---------- Excerpted records ----------

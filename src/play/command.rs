//! Parsing of the human's input lines.

use unbeatable_tictactoe::Position;

/// One line of input at the move prompt.
#[derive(Debug, Clone, Copy, PartialEq, Eq)]
pub enum Command {
    /// Place a mark.
    Cell(Position),
    /// Abandon the current game and start another.
    NewGame,
    /// Print the help text.
    Help,
    /// Leave the program.
    Quit,
    /// Input that matched nothing.
    Unknown,
}

impl Command {
    /// Parses a prompt line.
    ///
    /// Cells are a digit 1-9 (as printed on the board), a zero-based
    /// `row col` pair, or a cell label such as `center`.
    pub fn parse(line: &str) -> Self {
        match line.trim().to_lowercase().as_str() {
            "q" | "quit" | "exit" => Command::Quit,
            "n" | "new" | "reset" => Command::NewGame,
            "h" | "help" | "?" => Command::Help,
            other => Position::parse_input(other)
                .map(Command::Cell)
                .unwrap_or(Command::Unknown),
        }
    }
}

/// Help text printed for `help`.
pub const HELP: &str = "\
Enter a cell number (1-9 as shown on the board) or a zero-based `row col`.
  n  start a new game
  h  show this help
  q  quit";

----------

__Your goal__. Whenever "zero" occurs in a line of the entries, copy that line.

__Reply__.
    /// Cells are a digit 1-9 (as printed on the board), a zero-based
Enter a cell number (1-9 as shown on the board) or a zero-based `row col`.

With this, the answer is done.